____ DATA TO USE

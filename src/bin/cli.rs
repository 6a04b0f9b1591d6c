//! metrics-viewer CLI
//!
//! Offline access to a dataset directory, without a running server:
//! - Run instant and range queries
//! - List series, label names and label values
//! - Inspect block files
//! - Print a default config file
//!
//! Query commands print the same JSON envelope the HTTP API returns.

use anyhow::Context;
use clap::{Parser, Subcommand};
use metrics_viewer::api::dto::{ErrorResponse, SuccessResponse};
use metrics_viewer::api::{ApiError, FacadeSettings, Params, QueryApi};
use metrics_viewer::config::generate_default_config;
use metrics_viewer::query::{parse_duration, EngineOptions, QueryEngine, QueryScheduler};
use metrics_viewer::storage::BlockStore;
use serde::Serialize;
use std::path::{Path, PathBuf};
use std::process::ExitCode;
use std::sync::Arc;

#[derive(Parser)]
#[command(name = "metrics-viewer-cli")]
#[command(version = env!("CARGO_PKG_VERSION"))]
#[command(about = "Query and inspect a metrics-viewer dataset offline")]
pub struct Cli {
    #[command(subcommand)]
    pub command: Commands,

    /// Dataset directory holding *.mvb block files
    #[arg(short, long, default_value = ".", global = true)]
    pub data_dir: PathBuf,

    /// Query timeout, e.g. 30s
    #[arg(long, default_value = "2m", global = true)]
    pub timeout: String,

    /// Samples a single query may load
    #[arg(long, default_value_t = 50_000_000, global = true)]
    pub max_samples: u64,

    /// Staleness window of instant selectors, e.g. 5m
    #[arg(long, default_value = "5m", global = true)]
    pub lookback_delta: String,
}

#[derive(Subcommand)]
pub enum Commands {
    /// Evaluate an expression at one instant
    Query {
        expr: String,
        /// Evaluation time: Unix seconds or RFC 3339 (default: now)
        #[arg(short, long)]
        time: Option<String>,
    },

    /// Evaluate an expression over a time range
    QueryRange {
        expr: String,
        #[arg(long)]
        start: String,
        #[arg(long)]
        end: String,
        /// Seconds or a duration such as 15s
        #[arg(long)]
        step: String,
    },

    /// List series matching the selectors
    Series {
        #[arg(required = true)]
        matches: Vec<String>,
        #[arg(long)]
        start: Option<String>,
        #[arg(long)]
        end: Option<String>,
    },

    /// List label names
    Labels {
        /// Only consider series matching this selector (repeatable)
        #[arg(short, long = "match")]
        matches: Vec<String>,
    },

    /// List the values of one label
    LabelValues {
        name: String,
        /// Only consider series matching this selector (repeatable)
        #[arg(short, long = "match")]
        matches: Vec<String>,
    },

    /// Show the blocks of the dataset
    Inspect,

    /// Generate default config file
    Config {
        /// Output path (default: stdout)
        #[arg(short, long)]
        output: Option<PathBuf>,
    },
}

#[tokio::main]
async fn main() -> ExitCode {
    let cli = Cli::parse();
    match run(cli).await {
        Ok(code) => code,
        Err(e) => {
            eprintln!("Error: {:#}", e);
            ExitCode::FAILURE
        }
    }
}

async fn run(cli: Cli) -> anyhow::Result<ExitCode> {
    let Cli {
        command,
        data_dir,
        timeout,
        max_samples,
        lookback_delta,
    } = cli;
    let open = || -> anyhow::Result<QueryApi> {
        let options = EngineOptions {
            timeout: parse_duration(&timeout).context("invalid --timeout")?,
            max_samples,
            lookback_delta: parse_duration(&lookback_delta)
                .context("invalid --lookback-delta")?,
        };
        let scheduler = Arc::new(QueryScheduler::new(1));
        let engine = QueryEngine::new(open_store(&data_dir)?, scheduler, options);
        Ok(QueryApi::new(Arc::new(engine), FacadeSettings::default()))
    };

    let outcome = match command {
        Commands::Config { output } => {
            let content = generate_default_config();
            match output {
                Some(path) => {
                    std::fs::write(&path, content)
                        .with_context(|| format!("cannot write {}", path.display()))?;
                    println!("Config written to {}", path.display());
                }
                None => print!("{}", content),
            }
            return Ok(ExitCode::SUCCESS);
        }
        Commands::Inspect => {
            inspect(&*open_store(&data_dir)?);
            return Ok(ExitCode::SUCCESS);
        }
        Commands::Query { expr, time } => {
            let mut params = Params::new().with("query", expr);
            if let Some(time) = time {
                params = params.with("time", time);
            }
            open()?.instant_query(&params).await.map(to_json)
        }
        Commands::QueryRange {
            expr,
            start,
            end,
            step,
        } => {
            let params = Params::new()
                .with("query", expr)
                .with("start", start)
                .with("end", end)
                .with("step", step);
            open()?.range_query(&params).await.map(to_json)
        }
        Commands::Series {
            matches,
            start,
            end,
        } => {
            let mut params = with_matches(Params::new(), matches);
            if let Some(start) = start {
                params = params.with("start", start);
            }
            if let Some(end) = end {
                params = params.with("end", end);
            }
            open()?.series(&params).await.map(to_json)
        }
        Commands::Labels { matches } => open()?
            .label_names(&with_matches(Params::new(), matches))
            .await
            .map(to_json),
        Commands::LabelValues { name, matches } => open()?
            .label_values(&name, &with_matches(Params::new(), matches))
            .await
            .map(to_json),
    };

    match outcome {
        Ok(body) => {
            println!("{}", serde_json::to_string_pretty(&body?)?);
            Ok(ExitCode::SUCCESS)
        }
        Err(e) => {
            println!("{}", serde_json::to_string_pretty(&error_body(&e))?);
            Ok(ExitCode::FAILURE)
        }
    }
}

fn error_body(e: &ApiError) -> ErrorResponse {
    let (_, error_type) = e.classify();
    ErrorResponse {
        status: "error".to_string(),
        error_type: error_type.to_string(),
        error: e.to_string(),
    }
}

fn to_json<T: Serialize>(data: T) -> serde_json::Result<serde_json::Value> {
    serde_json::to_value(SuccessResponse::new(data))
}

fn with_matches(params: Params, matches: Vec<String>) -> Params {
    matches
        .into_iter()
        .fold(params, |params, m| params.with("match[]", m))
}

fn open_store(data_dir: &Path) -> anyhow::Result<Arc<BlockStore>> {
    let store = BlockStore::open(data_dir)
        .with_context(|| format!("cannot open dataset {}", data_dir.display()))?;
    Ok(Arc::new(store))
}

fn inspect(store: &BlockStore) {
    let stats = store.stats();
    println!("Dataset: {}", store.dir().display());
    println!(
        "{} block(s), {} series, {} chunks, {} samples",
        stats.blocks, stats.series, stats.chunks, stats.samples
    );
    if let (Some(min), Some(max)) = (stats.min_time, stats.max_time) {
        println!("Time range: {} .. {}", format_millis(min), format_millis(max));
    }
    if store.blocks().is_empty() {
        return;
    }

    println!();
    println!(
        "{:<32} {:<26} {:<26} {:>8} {:>8} {:>12}",
        "Block", "Min time", "Max time", "Series", "Chunks", "Samples"
    );
    println!("{}", "-".repeat(117));
    for block in store.blocks() {
        let name = block
            .path()
            .file_name()
            .map(|n| n.to_string_lossy().into_owned())
            .unwrap_or_default();
        let (min, max) = match block.time_range() {
            Some(range) => (format_millis(range.start), format_millis(range.end)),
            None => ("-".to_string(), "-".to_string()),
        };
        println!(
            "{:<32} {:<26} {:<26} {:>8} {:>8} {:>12}",
            name,
            min,
            max,
            block.series_count(),
            block.chunk_count(),
            block.sample_count()
        );
    }
}

fn format_millis(ms: i64) -> String {
    chrono::DateTime::from_timestamp_millis(ms)
        .map(|dt| dt.format("%Y-%m-%dT%H:%M:%S%.3fZ").to_string())
        .unwrap_or_else(|| ms.to_string())
}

________

- **AIM OF THE EXERCISE**
If a line above holds the word "Some", copy it.

- **SOLVED PROBLEM**
                Some(path) => {
            if let Some(time) = time {
            if let Some(start) = start {
            if let Some(end) = end {
    if let (Some(min), Some(max)) = (stats.min_time, stats.max_time) {
            Some(range) => (format_millis(range.start), format_millis(range.end)),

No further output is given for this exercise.